▶ Exercise aim
All lines from the line containing "args.observation.clone(), args.unit, &args.output)" up to and including the last line of the entries must be written out exactly, with no others.

>>>

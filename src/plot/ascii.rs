//! ASCII plotting for terminal output and `txt` figures.
//!
//! Fixed-size character grid, deterministic output:
//! - observed samples: `o`
//! - fitted spectrum: `-`
//! - components: first letter of the category
//! - uncertainty: `|`
//! - residual panel: `*` around a `.` zero line

use crate::plot::{Figure, HistogramFigure, Series, SpectrumFigure};

pub(crate) fn render_figure(figure: &Figure, width: usize, height: usize) -> String {
    match figure {
        Figure::Spectrum(fig) => render_spectrum(fig, width, height),
        Figure::Histogram(fig) => render_histogram(fig, width),
    }
}

fn render_spectrum(fig: &SpectrumFigure, width: usize, height: usize) -> String {
    let width = width.max(10);
    let height = height.max(5);

    let (x_min, x_max) = x_range(&fig.series).unwrap_or((0.0, 1.0));
    let (y_min, y_max) = y_range(&fig.series, fig.errors.as_deref()).unwrap_or((0.0, 1.0));
    let (y_min, y_max) = pad_range(y_min, y_max, 0.05);

    let mut grid = vec![vec![' '; width]; height];

    // Lines first so that points overlay them.
    for s in fig.series.iter().filter(|s| !s.points_only) {
        draw_curve(&mut grid, &s.data, s.glyph, (x_min, x_max), (y_min, y_max));
    }
    if let Some(errors) = &fig.errors {
        for &(x, y, s) in errors {
            if s > 0.0 {
                let col = map_x(x, x_min, x_max, width);
                let top = map_y(y + s, y_min, y_max, height);
                let bottom = map_y(y - s, y_min, y_max, height);
                draw_line(&mut grid, col, top, col, bottom, '|');
            }
        }
    }
    for s in fig.series.iter().filter(|s| s.points_only) {
        for &(x, y) in &s.data {
            grid[map_y(y, y_min, y_max, height)][map_x(x, x_min, x_max, width)] = s.glyph;
        }
    }

    let mut out = String::new();
    out.push_str(&format!(
        "{}: x=[{x_min:.3}, {x_max:.3}] {} | y=[{y_min:.3e}, {y_max:.3e}] {}\n",
        fig.title, fig.x_label, fig.y_label
    ));
    push_grid(&mut out, grid);

    if let Some(residual) = &fig.residual {
        let rows = (height / 3).max(3);
        let (r_min, r_max) = residual
            .iter()
            .map(|&(_, r)| r)
            .fold(None, |acc: Option<(f64, f64)>, r| match acc {
                Some((lo, hi)) => Some((lo.min(r), hi.max(r))),
                None => Some((r, r)),
            })
            .unwrap_or((0.0, 0.0));
        // Keep zero inside the panel.
        let (r_min, r_max) = pad_range(r_min.min(0.0), r_max.max(0.0), 0.05);

        let mut panel = vec![vec![' '; width]; rows];
        let zero = map_y(0.0, r_min, r_max, rows);
        draw_line(&mut panel, 0, zero, width - 1, zero, '.');
        for &(x, r) in residual {
            panel[map_y(r, r_min, r_max, rows)][map_x(x, x_min, x_max, width)] = '*';
        }
        out.push_str(&format!("residual: [{r_min:.3e}, {r_max:.3e}]\n"));
        push_grid(&mut out, panel);
    }

    let legend: Vec<String> = fig.series.iter().map(|s| format!("{} {}", s.glyph, s.label)).collect();
    out.push_str(&legend.join("  "));
    out.push('\n');
    out
}

fn render_histogram(fig: &HistogramFigure, width: usize) -> String {
    let bar_width = width.saturating_sub(40).max(10);
    let peak = fig.counts.iter().copied().fold(0.0_f64, f64::max);

    let mut out = format!("{}: {}\n", fig.title, fig.x_label);
    let last = fig.counts.len().saturating_sub(1);
    for (i, (&count, edge)) in fig.counts.iter().zip(fig.edges.windows(2)).enumerate() {
        let close = if i == last { ']' } else { ')' };
        let len = if peak > 0.0 {
            ((count / peak) * bar_width as f64).round() as usize
        } else {
            0
        };
        out.push_str(&format!(
            "[{:>8.2}, {:>8.2}{close} {:<bar_width$} {count:.4}\n",
            edge[0],
            edge[1],
            "#".repeat(len),
        ));
    }
    out
}

fn push_grid(out: &mut String, grid: Vec<Vec<char>>) {
    for row in grid {
        out.push_str(row.into_iter().collect::<String>().trim_end());
        out.push('\n');
    }
}

fn x_range(series: &[Series]) -> Option<(f64, f64)> {
    let mut min_x = f64::INFINITY;
    let mut max_x = f64::NEG_INFINITY;
    for &(x, _) in series.iter().flat_map(|s| &s.data) {
        min_x = min_x.min(x);
        max_x = max_x.max(x);
    }
    if min_x.is_finite() && max_x.is_finite() && max_x > min_x {
        Some((min_x, max_x))
    } else {
        None
    }
}

fn y_range(series: &[Series], errors: Option<&[(f64, f64, f64)]>) -> Option<(f64, f64)> {
    let mut min_y = f64::INFINITY;
    let mut max_y = f64::NEG_INFINITY;

    for &(_, y) in series.iter().flat_map(|s| &s.data) {
        min_y = min_y.min(y);
        max_y = max_y.max(y);
    }
    for &(_, y, s) in errors.unwrap_or_default() {
        min_y = min_y.min(y - s);
        max_y = max_y.max(y + s);
    }

    if min_y.is_finite() && max_y.is_finite() && max_y > min_y {
        Some((min_y, max_y))
    } else {
        None
    }
}

fn pad_range(min: f64, max: f64, frac: f64) -> (f64, f64) {
    let span = (max - min).abs();
    let pad = (span * frac).max(1e-12);
    (min - pad, max + pad)
}

fn map_x(x: f64, x_min: f64, x_max: f64, width: usize) -> usize {
    let width = width.max(2);
    let u = ((x - x_min) / (x_max - x_min)).clamp(0.0, 1.0);
    (u * (width as f64 - 1.0)).round() as usize
}

fn map_y(y: f64, y_min: f64, y_max: f64, height: usize) -> usize {
    let height = height.max(2);
    let u = ((y - y_min) / (y_max - y_min)).clamp(0.0, 1.0);
    // y_max maps to row 0
    (height as f64 - 1.0 - (u * (height as f64 - 1.0))).round() as usize
}

fn draw_curve(grid: &mut [Vec<char>], curve: &[(f64, f64)], ch: char, x: (f64, f64), y: (f64, f64)) {
    let height = grid.len();
    let width = grid[0].len();

    let mut prev = None;
    for &(cx, cy) in curve {
        let col = map_x(cx, x.0, x.1, width);
        let row = map_y(cy, y.0, y.1, height);
        match prev {
            Some((c0, r0)) => draw_line(grid, c0, r0, col, row, ch),
            None => grid[row][col] = ch,
        }
        prev = Some((col, row));
    }
}

/// Integer line drawing (Bresenham); only fills empty cells.
fn draw_line(grid: &mut [Vec<char>], x0: usize, y0: usize, x1: usize, y1: usize, ch: char) {
    let mut x0 = x0 as isize;
    let mut y0 = y0 as isize;
    let x1 = x1 as isize;
    let y1 = y1 as isize;

    let dx = (x1 - x0).abs();
    let sx = if x0 < x1 { 1 } else { -1 };
    let dy = -(y1 - y0).abs();
    let sy = if y0 < y1 { 1 } else { -1 };
    let mut err = dx + dy;

    loop {
        if y0 >= 0
            && (y0 as usize) < grid.len()
            && x0 >= 0
            && (x0 as usize) < grid[0].len()
            && grid[y0 as usize][x0 as usize] == ' '
        {
            grid[y0 as usize][x0 as usize] = ch;
        }

        if x0 == x1 && y0 == y1 {
            break;
        }
        let e2 = 2 * err;
        if e2 >= dy {
            err += dy;
            x0 += sx;
        }
        if e2 <= dx {
            err += dx;
            y0 += sy;
        }
    }
}

#[cfg(test)]
mod tests {
    use super::*;

    #[test]
    fn spectrum_golden_snapshot_small() {
        let fig = SpectrumFigure {
            title: "Fitted spectrum",
            x_label: "wavelength [micron]",
            y_label: "flux",
            series: vec![
                Series {
                    label: "observed".to_string(),
                    glyph: 'o',
                    points_only: true,
                    data: vec![(1.0, 0.0), (10.0, 10.0)],
                },
                Series {
                    label: "fit".to_string(),
                    glyph: '-',
                    points_only: false,
                    data: vec![(1.0, 0.0), (10.0, 0.0)],
                },
            ],
            errors: None,
            residual: None,
        };

        let txt = render_figure(&Figure::Spectrum(fig), 10, 5);
        let expected = concat!(
            "Fitted spectrum: x=[1.000, 10.000] wavelength [micron] | y=[-5.000e-1, 1.050e1] flux\n",
            "         o\n",
            "\n",
            "\n",
            "\n",
            "o---------\n",
            "o observed  - fit\n",
        );
        assert_eq!(txt, expected);
    }

    #[test]
    fn residual_panel_is_appended() {
        let fig = SpectrumFigure {
            title: "Fitted spectrum",
            x_label: "x",
            y_label: "y",
            series: vec![Series {
                label: "fit".to_string(),
                glyph: '-',
                points_only: false,
                data: vec![(0.0, 1.0), (1.0, 2.0)],
            }],
            errors: Some(vec![(0.0, 1.0, 0.5)]),
            residual: Some(vec![(0.0, 0.5), (1.0, -0.5)]),
        };
        let txt = render_figure(&Figure::Spectrum(fig), 20, 9);
        assert!(txt.contains("\nresidual: ["), "{txt}");
        assert!(txt.contains('*'));
        assert!(txt.contains('|'));
        assert!(txt.ends_with("- fit\n"));
    }

    #[test]
    fn histogram_bars_scale_to_peak() {
        let fig = HistogramFigure {
            title: "Size distribution",
            x_label: "carbon atoms",
            counts: vec![1.0, 2.0],
            edges: vec![20.0, 30.0, 40.0],
        };
        let txt = render_figure(&Figure::Histogram(fig), 50, 10);
        let lines: Vec<&str> = txt.lines().collect();
        assert_eq!(lines[0], "Size distribution: carbon atoms");
        assert_eq!(lines[1], "[   20.00,    30.00) #####      1.0000");
        assert_eq!(lines[2], "[   30.00,    40.00] ########## 2.0000");
    }
}
//! Top-level application orchestration.
//!
//! `src/main.rs` stays tiny; this module is the real main that:
//! - parses CLI arguments and installs logging
//! - loads or synthesizes inputs
//! - runs the fit pipeline
//! - prints reports/plots and writes optional exports

use std::path::PathBuf;

use clap::Parser;
use tracing::info;
use tracing_subscriber::EnvFilter;

use crate::cli::{Cli, Command, DemoArgs, FitArgs, OutputArgs, PlotArgs, ShowArgs};
use crate::data::{DEMO_MIX, DEMO_UIDS, SyntheticConfig, synthetic_basis, synthetic_observation};
use crate::domain::{AbscissaUnit, Contribution, FitConfig};
use crate::error::FitError;
use crate::fitted::Fitted;
use crate::io::{write_basis, write_observation};
use crate::plot::{PlotOptions, Rendered, render};
use crate::report::{format_fit_summary, format_ranking};

pub mod pipeline;

/// Entry point for the `pahfit` binary.
pub fn run() -> Result<(), FitError> {
    let cli = Cli::parse();
    init_logging(cli.verbose);

    match cli.command {
        Command::Fit(args) => handle_fit(args),
        Command::Demo(args) => handle_demo(args),
        Command::Show(args) => handle_show(args),
    }
}

/// Log to stderr. Without `-v` the filter comes from `RUST_LOG`, defaulting to `warn`.
fn init_logging(verbose: u8) {
    let filter = match verbose {
        0 => EnvFilter::try_from_default_env().unwrap_or_else(|_| EnvFilter::new("warn")),
        1 => EnvFilter::new("info"),
        2 => EnvFilter::new("debug"),
        _ => EnvFilter::new("trace"),
    };
    // A subscriber may already be installed when embedded; keep that one.
    let _ = tracing_subscriber::fmt()
        .with_env_filter(filter)
        .with_writer(std::io::stderr)
        .with_target(false)
        .try_init();
}

fn handle_fit(args: FitArgs) -> Result<(), FitError> {
    let config = fit_config_from_args(&args);
    let run = pipeline::run_fit(&config)?;
    print_run(&run, &config, &args.output.plot)
}

fn handle_demo(args: DemoArgs) -> Result<(), FitError> {
    let synthetic = SyntheticConfig {
        points: args.points,
        seed: args.seed,
        noise: args.noise,
        ..SyntheticConfig::default()
    };
    let basis = synthetic_basis(&DEMO_UIDS, &synthetic)?;
    let observation = synthetic_observation(&basis, &DEMO_MIX, &synthetic)?;

    let (basis_path, observation_path) = match &args.write_inputs {
        Some(dir) => {
            std::fs::create_dir_all(dir).map_err(|e| FitError::io(dir, e))?;
            let basis_path = dir.join("basis.json");
            let observation_path = dir.join("observation.csv");
            write_basis(&basis_path, &basis)?;
            write_observation(&observation_path, &observation)?;
            info!(dir = %dir.display(), "wrote synthetic inputs");
            (basis_path, observation_path)
        }
        None => (PathBuf::from("<synthetic>"), PathBuf::from("<synthetic>")),
    };

    let config = config_from_output(basis_path, observation_path, AbscissaUnit::Wavenumber, &args.output);
    let run = pipeline::run_fit_with_inputs(basis, observation, &config)?;

    println!("True mix: {}", format_mix(&DEMO_MIX));
    print_run(&run, &config, &args.output.plot)
}

fn handle_show(args: ShowArgs) -> Result<(), FitError> {
    let fitted = Fitted::read_record(&args.record)?;
    let by = if args.flux { Contribution::Flux } else { Contribution::Weight };

    println!("{}", format_fit_summary(&fitted, &fitted.size_distribution()));
    println!("{}", format_ranking(&fitted, &fitted.sort(by), args.top, by));
    show_plot(&fitted, &args.plot)
}

fn print_run(run: &pipeline::RunOutput, config: &FitConfig, plot: &PlotArgs) -> Result<(), FitError> {
    println!("{}", format_fit_summary(&run.fitted, &run.distribution));
    println!(
        "{}",
        format_ranking(&run.fitted, &run.ranked, config.top_n, config.contribution())
    );
    show_plot(&run.fitted, plot)
}

fn show_plot(fitted: &Fitted, args: &PlotArgs) -> Result<(), FitError> {
    if !args.wanted() {
        return Ok(());
    }
    match render(fitted, &plot_options_from_args(args))? {
        Rendered::Text(text) => println!("{text}"),
        Rendered::Saved(path) => println!("Saved figure: {}", path.display()),
    }
    Ok(())
}

pub fn fit_config_from_args(args: &FitArgs) -> FitConfig {
    config_from_output(args.basis.clone(), args.observation.clone(), args.unit, &args.output)
}

fn config_from_output(
    basis_path: PathBuf,
    observation_path: PathBuf,
    unit: AbscissaUnit,
    output: &OutputArgs,
) -> FitConfig {
    FitConfig {
        basis_path,
        observation_path,
        unit,
        size_bins: output.bins,
        rank_by_flux: output.flux,
        top_n: output.top,
        max_iter: output.max_iter,
        export_table: output.table.clone(),
        export_record: output.record.clone(),
    }
}

pub fn plot_options_from_args(args: &PlotArgs) -> PlotOptions {
    PlotOptions {
        wavelength: args.wavelength,
        residual: args.residual,
        size: args.size,
        charge: args.charge,
        composition: args.composition,
        sizedistribution: args.sizedistribution,
        sigma: args.sigma,
        save: args.save,
        output: args.output.clone(),
        ftype: args.ftype.clone(),
        width: args.width,
        height: args.height,
    }
}

fn format_mix(mix: &[(u32, f64)]) -> String {
    let parts: Vec<String> = mix.iter().map(|(uid, w)| format!("{uid}={w}")).collect();
    parts.join(" ")
}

<<<

▶ Task response
    config_from_output(args.basis.clone(), args.observation.clone(), args.unit, &args.output)
}

fn config_from_output(
    basis_path: PathBuf,
    observation_path: PathBuf,
    unit: AbscissaUnit,
    output: &OutputArgs,
) -> FitConfig {
    FitConfig {
        basis_path,
        observation_path,
        unit,
        size_bins: output.bins,
        rank_by_flux: output.flux,
        top_n: output.top,
        max_iter: output.max_iter,
        export_table: output.table.clone(),
        export_record: output.record.clone(),
    }
}

pub fn plot_options_from_args(args: &PlotArgs) -> PlotOptions {
    PlotOptions {
        wavelength: args.wavelength,
        residual: args.residual,
        size: args.size,
        charge: args.charge,
        composition: args.composition,
        sizedistribution: args.sizedistribution,
        sigma: args.sigma,
        save: args.save,
        output: args.output.clone(),
        ftype: args.ftype.clone(),
        width: args.width,
        height: args.height,
    }
}

fn format_mix(mix: &[(u32, f64)]) -> String {
    let parts: Vec<String> = mix.iter().map(|(uid, w)| format!("{uid}={w}")).collect();
    parts.join(" ")
}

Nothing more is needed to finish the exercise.